It just doesn't magically take them out of the universe or turns them into unskilled persons.

But it does magically erases those people with those skills as needed employees.

>The real underlying issue is that demand for it doesn't catch up because world's coincidentally fucked (through a series of unrelated issues, such as a quite few global conflicts) and economies aren't exactly thriving outside of a few niches du jour.
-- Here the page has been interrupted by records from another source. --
//! GeoJSON export.
//!
//! GeoJSON positions are `[lng, lat(, alt)]`, the reverse of the
//! [`Coordinate`] record order used everywhere else in this crate.

use crate::model::{ArchiveDocument, Geometry, Placemark, Properties};
use fieldmap_geo::Coordinate;
use serde::{Deserialize, Serialize};

/// A GeoJSON position: `[lng, lat]` or `[lng, lat, alt]`.
pub type Position = Vec<f64>;

/// A GeoJSON geometry object.
#[derive(Debug, Clone, PartialEq, Serialize, Deserialize)]
#[serde(tag = "type", content = "coordinates")]
pub enum GeoJsonGeometry {
    Point(Position),
    LineString(Vec<Position>),
    Polygon(Vec<Vec<Position>>),
}

/// A GeoJSON feature carrying one placemark.
#[derive(Debug, Clone, PartialEq, Serialize, Deserialize)]
#[serde(tag = "type")]
pub struct Feature {
    pub id: String,
    pub properties: Properties,
    pub geometry: GeoJsonGeometry,
}

/// A GeoJSON feature collection.
#[derive(Debug, Clone, PartialEq, Serialize, Deserialize)]
#[serde(tag = "type")]
pub struct FeatureCollection {
    pub features: Vec<Feature>,
}

/// Convert every placemark of `doc`, in flatten order, into a GeoJSON feature.
///
/// Properties hold `name`, `description` and `styleUrl` (when present)
/// followed by the placemark's extra properties, which win on key clashes.
pub fn to_geojson(doc: &ArchiveDocument) -> FeatureCollection {
    FeatureCollection {
        features: doc.flatten().into_iter().map(Feature::from).collect(),
    }
}

impl From<&Placemark> for Feature {
    fn from(placemark: &Placemark) -> Self {
        let mut properties = Properties::new();
        properties.insert("name".to_string(), placemark.name.clone().into());
        if let Some(description) = &placemark.description {
            properties.insert("description".to_string(), description.clone().into());
        }
        if let Some(style_url) = &placemark.style_url {
            properties.insert("styleUrl".to_string(), style_url.clone().into());
        }
        properties.extend(placemark.extra_properties.clone());

        Feature {
            id: placemark.id.clone(),
            properties,
            geometry: GeoJsonGeometry::from(&placemark.geometry),
        }
    }
}

impl From<&Geometry> for GeoJsonGeometry {
    fn from(geometry: &Geometry) -> Self {
        match geometry {
            Geometry::Point(c) => GeoJsonGeometry::Point(to_position(c)),
            Geometry::LineString(coords) => GeoJsonGeometry::LineString(coords.iter().map(to_position).collect()),
            Geometry::Polygon(rings) => GeoJsonGeometry::Polygon(
                rings
                    .iter()
                    .map(|ring| ring.iter().map(to_position).collect())
                    .collect(),
            ),
        }
    }
}

fn to_position(c: &Coordinate) -> Position {
    let [lng, lat] = c.to_lng_lat();
    match c.alt {
        Some(alt) => vec![lng, lat, alt],
        None => vec![lng, lat],
    }
}

/// Positions with fewer than two values are skipped.
fn from_position(p: &[f64]) -> Option<Coordinate> {
    match *p {
        [lng, lat] => Some(Coordinate::new(lat, lng)),
        [lng, lat, alt, ..] => Some(Coordinate::new(lat, lng).with_altitude(alt)),
        _ => None,
    }
}

impl GeoJsonGeometry {
    /// All positions converted back to (lat, lng) coordinates, rings flattened
    /// in order.
    pub fn coordinates(&self) -> Vec<Coordinate> {
        match self {
            GeoJsonGeometry::Point(p) => from_position(p).into_iter().collect(),
            GeoJsonGeometry::LineString(line) => line.iter().filter_map(|p| from_position(p)).collect(),
            GeoJsonGeometry::Polygon(rings) => rings
                .iter()
                .flatten()
                .filter_map(|p| from_position(p))
                .collect(),
        }
    }
}

impl FeatureCollection {
    /// Per-feature coordinates in (lat, lng) record order.
    pub fn coordinates_lat_lng(&self) -> Vec<Vec<Coordinate>> {
        self.features.iter().map(|f| f.geometry.coordinates()).collect()
    }

    /// Pretty-printed JSON, the form offered for download.
    ///
    /// # Errors
    ///
    /// Fails only if a property value cannot be serialized.
    pub fn to_json_pretty(&self) -> serde_json::Result<String> {
        serde_json::to_string_pretty(self)
    }
}

/// `<document name>.geojson`, whitespace runs replaced by `_`.
pub fn export_file_name(doc: &ArchiveDocument) -> String {
    format!("{}.geojson", file_stem(&doc.name))
}

/// `<document name>_analytics.json`, whitespace runs replaced by `_`.
pub fn analytics_file_name(doc: &ArchiveDocument) -> String {
    format!("{}_analytics.json", file_stem(&doc.name))
}

fn file_stem(name: &str) -> String {
    let stem = name.split_whitespace().collect::<Vec<_>>().join("_");
    if stem.is_empty() { "export".to_string() } else { stem }
}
Why would that demand have to "catch up"? Just because we can do something faster or automate parts of it doesn't guarantee demand will go up, even in a good economy. No shortage of jobs that vanished forever in a similar even, despite the economy going otherwise up. Even more so now, where it's fucked up anyway, of course.

1 comments

> Just because we can do something faster or automate parts of it doesn't guarantee demand will go up

It's not guaranteed, but why wouldn't it? It's digital entertainment and art, and the market is not saturated, there's still tons of ideas unexplored. If more people would have spare money they can spend on digital purchases instead of making ends meet - I'm pretty sure there'd be more people seeking ways to earn that money. Especially if production just got cheaper.

Correct me if I'm wrong, please, but every time production got cheaper for something that isn't obsolete (and art and stories are never obsolete), the markets became more and more flooded.

>It's not guaranteed, but why wouldn't it? It's digital entertainment and art, and the market is not saturated, there's still tons of ideas unexplored.

Because there's only so much "digital entertainment and art" people practically care for, and already people were saturated and bored with all the crap out there pre-AI too.

You are indeed wrong, there's no infinite demand for everything
I surely can be, but I don’t see it so far. How the latter suggests the former? The demand doesn’t have to scale infinitely - I don’t believe the demand is or was anywhere near saturation.
Most songs in streaming platforms (pre-AI even) sat there with no listeners.

Most of the flood of cable and streaming series had people over-saturated and bored.

Media consumption in general has resulted in a depressed population that tries to cut down.

Tons of music that nobody listened to is certainly nothing new. Predates “AI”, and even Internet for sure. What would be indicative are shifts in distribution of listeners outside of extremities (excluding top hits and low audience both), but I’m struggling to formulate a good criteria to watch out for (and then we probably don’t have the data). If not a distribution, maybe a dynamic of total listening hours over time adjusted for income and inflation fluctuations may suggest if there was ceiling or not.

There’s something to the series induced boredom, though. Increase in quantity paired with a feeling there’s not much to actually watch is something I can relate to. I’m not sure how to tell oversaturation fatigue from actual lack of interesting (at specific moments) media. Thanks, that’s something to think about.